(Dataset entries)
============

#![allow(clippy::unwrap_used)]
// Layering tests for config loading: environment < file < explicit.
//
// Every test that reads the environment runs inside a figment `Jail`, which
// serialises them and restores the environment afterwards.

use std::path::Path;

use figment::Jail;
use pretty_assertions::assert_eq;

use sonarr_config::{ConfigError, Settings, load, resolve};

#[test]
fn test_file_values_are_read() {
    Jail::expect_with(|jail| {
        jail.create_file(
            "config.toml",
            r#"
url = "http://sonarr.lan:8989"
api_key = "from-file"
timeout = 10
"#,
        )?;

        let settings = load(&Settings::default(), Some(Path::new("config.toml"))).unwrap();
        assert_eq!(settings.url.as_deref(), Some("http://sonarr.lan:8989"));
        assert_eq!(settings.api_key.as_deref(), Some("from-file"));
        assert_eq!(settings.timeout, Some(10));
        Ok(())
    });
}

#[test]
fn test_explicit_values_win_over_file() {
    Jail::expect_with(|jail| {
        jail.create_file(
            "config.toml",
            r#"
url = "http://sonarr.lan:8989"
api_key = "from-file"
"#,
        )?;
        let explicit = Settings {
            api_key: Some("explicit".into()),
            ..Default::default()
        };

        let settings = load(&explicit, Some(Path::new("config.toml"))).unwrap();
        assert_eq!(settings.url.as_deref(), Some("http://sonarr.lan:8989"));
        assert_eq!(settings.api_key.as_deref(), Some("explicit"));
        Ok(())
    });
}

#[test]
fn test_named_file_must_exist() {
    let dir = tempfile::tempdir().unwrap();
    let missing = dir.path().join("nope.toml");

    let err = load(&Settings::default(), Some(&missing)).unwrap_err();
    assert!(matches!(err, ConfigError::FileNotFound(_)));
}

#[test]
fn test_environment_is_lowest_layer() {
    Jail::expect_with(|jail| {
        jail.set_env("SONARR_URL", "http://env:8989");
        jail.set_env("SONARR_API_KEY", "from-env");
        jail.set_env("SONARR_EXTRA_HEADER_NAME", "X-Gate");
        jail.set_env("SONARR_EXTRA_HEADER_VALUE", "open");
        jail.create_file("config.toml", r#"url = "http://file:8989""#)?;

        let settings = load(&Settings::default(), Some(Path::new("config.toml"))).unwrap();
        assert_eq!(settings.url.as_deref(), Some("http://file:8989"));
        assert_eq!(settings.api_key.as_deref(), Some("from-env"));

        let config = settings.into_provider_config().unwrap();
        assert_eq!(config.extra_header.unwrap().name, "X-Gate");
        Ok(())
    });
}

#[test]
fn test_missing_url_is_reported() {
    Jail::expect_with(|jail| {
        jail.create_file("config.toml", r#"api_key = "k""#)?;

        let err = resolve(&Settings::default(), Some(Path::new("config.toml"))).unwrap_err();
        assert!(matches!(err, ConfigError::Missing { field: "url", .. }));
        Ok(())
    });
}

============

= TASK GOAL =
Please return all of the records exactly.

= TASK RESULT =
#![allow(clippy::unwrap_used)]
// Layering tests for config loading: environment < file < explicit.
//
// Every test that reads the environment runs inside a figment `Jail`, which
// serialises them and restores the environment afterwards.

use std::path::Path;

use figment::Jail;
use pretty_assertions::assert_eq;

use sonarr_config::{ConfigError, Settings, load, resolve};

#[test]
fn test_file_values_are_read() {
    Jail::expect_with(|jail| {
        jail.create_file(
            "config.toml",
            r#"
url = "http://sonarr.lan:8989"
api_key = "from-file"
timeout = 10
"#,
        )?;

        let settings = load(&Settings::default(), Some(Path::new("config.toml"))).unwrap();
        assert_eq!(settings.url.as_deref(), Some("http://sonarr.lan:8989"));
        assert_eq!(settings.api_key.as_deref(), Some("from-file"));
        assert_eq!(settings.timeout, Some(10));
        Ok(())
    });
}

#[test]
fn test_explicit_values_win_over_file() {
    Jail::expect_with(|jail| {
        jail.create_file(
            "config.toml",
            r#"
url = "http://sonarr.lan:8989"
api_key = "from-file"
"#,
        )?;
        let explicit = Settings {
            api_key: Some("explicit".into()),
            ..Default::default()
        };

        let settings = load(&explicit, Some(Path::new("config.toml"))).unwrap();
        assert_eq!(settings.url.as_deref(), Some("http://sonarr.lan:8989"));
        assert_eq!(settings.api_key.as_deref(), Some("explicit"));
        Ok(())
    });
}

#[test]
fn test_named_file_must_exist() {
    let dir = tempfile::tempdir().unwrap();
    let missing = dir.path().join("nope.toml");

    let err = load(&Settings::default(), Some(&missing)).unwrap_err();
    assert!(matches!(err, ConfigError::FileNotFound(_)));
}

#[test]
fn test_environment_is_lowest_layer() {
    Jail::expect_with(|jail| {
        jail.set_env("SONARR_URL", "http://env:8989");
        jail.set_env("SONARR_API_KEY", "from-env");
        jail.set_env("SONARR_EXTRA_HEADER_NAME", "X-Gate");
        jail.set_env("SONARR_EXTRA_HEADER_VALUE", "open");
        jail.create_file("config.toml", r#"url = "http://file:8989""#)?;

        let settings = load(&Settings::default(), Some(Path::new("config.toml"))).unwrap();
        assert_eq!(settings.url.as_deref(), Some("http://file:8989"));
        assert_eq!(settings.api_key.as_deref(), Some("from-env"));

        let config = settings.into_provider_config().unwrap();
        assert_eq!(config.extra_header.unwrap().name, "X-Gate");
        Ok(())
    });
}

#[test]
fn test_missing_url_is_reported() {
    Jail::expect_with(|jail| {
        jail.create_file("config.toml", r#"api_key = "k""#)?;

        let err = resolve(&Settings::default(), Some(Path::new("config.toml"))).unwrap_err();
        assert!(matches!(err, ConfigError::Missing { field: "url", .. }));
        Ok(())
    });
}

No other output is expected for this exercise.